Stored items
───

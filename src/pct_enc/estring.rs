use super::{encode_to, Assert, EStr, Encoder};
use core::{fmt, marker::PhantomData, ops::Deref};

/// An owned string that is properly percent-encoded for `E`.
///
/// Dereferences to [`EStr`].
///
/// # Examples
///
/// ```
/// use uri_kit::pct_enc::{
///     encoder::{Data, Query},
///     EString,
/// };
///
/// let mut buf = EString::<Query>::new();
/// for (k, v) in [("name", "张三"), ("speech", "¡Olé!")] {
///     if !buf.is_empty() {
///         buf.push('&');
///     }
///     buf.encode_str::<Data>(k);
///     buf.push('=');
///     buf.encode_str::<Data>(v);
/// }
///
/// assert_eq!(buf, "name=%E5%BC%A0%E4%B8%89&speech=%C2%A1Ol%C3%A9%21");
/// ```
pub struct EString<E: Encoder> {
    buf: String,
    encoder: PhantomData<E>,
}

impl<E: Encoder> EString<E> {
    /// Creates an empty `EString`.
    #[must_use]
    pub fn new() -> Self {
        Self {
            buf: String::new(),
            encoder: PhantomData,
        }
    }

    /// Encodes `s` with the sub-encoder `SubE` and appends the result.
    ///
    /// Spaces are encoded as `%20`, never as `'+'`.
    ///
    /// # Panics
    ///
    /// Fails to compile if `SubE` is not a [sub-encoder](Encoder) of `E`.
    pub fn encode_str<SubE: Encoder>(&mut self, s: &str) {
        () = Assert::<SubE, E>::L_IS_SUB_ENCODER_OF_R;
        encode_to(SubE::TABLE, s, &mut self.buf);
    }

    /// Appends a character unencoded.
    ///
    /// # Panics
    ///
    /// Panics if `E::TABLE` does not allow the character.
    pub fn push(&mut self, ch: char) {
        assert!(E::TABLE.allows(ch), "character not allowed unencoded");
        self.buf.push(ch);
    }

    /// Consumes the `EString` and yields the underlying `String`.
    #[must_use]
    pub fn into_string(self) -> String {
        self.buf
    }
}

impl<E: Encoder> Deref for EString<E> {
    type Target = EStr<E>;

    fn deref(&self) -> &EStr<E> {
        EStr::new_validated(&self.buf)
    }
}

impl<E: Encoder> Clone for EString<E> {
    fn clone(&self) -> Self {
        Self {
            buf: self.buf.clone(),
            encoder: PhantomData,
        }
    }
}

impl<E: Encoder> Default for EString<E> {
    fn default() -> Self {
        Self::new()
    }
}

impl<E: Encoder> AsRef<str> for EString<E> {
    fn as_ref(&self) -> &str {
        &self.buf
    }
}

impl<E: Encoder> PartialEq for EString<E> {
    fn eq(&self, other: &Self) -> bool {
        self.buf == other.buf
    }
}

impl<E: Encoder> PartialEq<str> for EString<E> {
    fn eq(&self, other: &str) -> bool {
        self.buf == other
    }
}

impl<E: Encoder> PartialEq<&str> for EString<E> {
    fn eq(&self, other: &&str) -> bool {
        self.buf == *other
    }
}

impl<E: Encoder> Eq for EString<E> {}

impl<E: Encoder> fmt::Debug for EString<E> {
    fn fmt(&self, f: &mut fmt::Formatter<'_>) -> fmt::Result {
        fmt::Debug::fmt(&self.buf, f)
    }
}

impl<E: Encoder> fmt::Display for EString<E> {
    fn fmt(&self, f: &mut fmt::Formatter<'_>) -> fmt::Result {
        fmt::Display::fmt(&self.buf, f)
    }
}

───

All lines above that contain "Query" are required in the answer.

///     encoder::{Data, Query},
/// let mut buf = EString::<Query>::new();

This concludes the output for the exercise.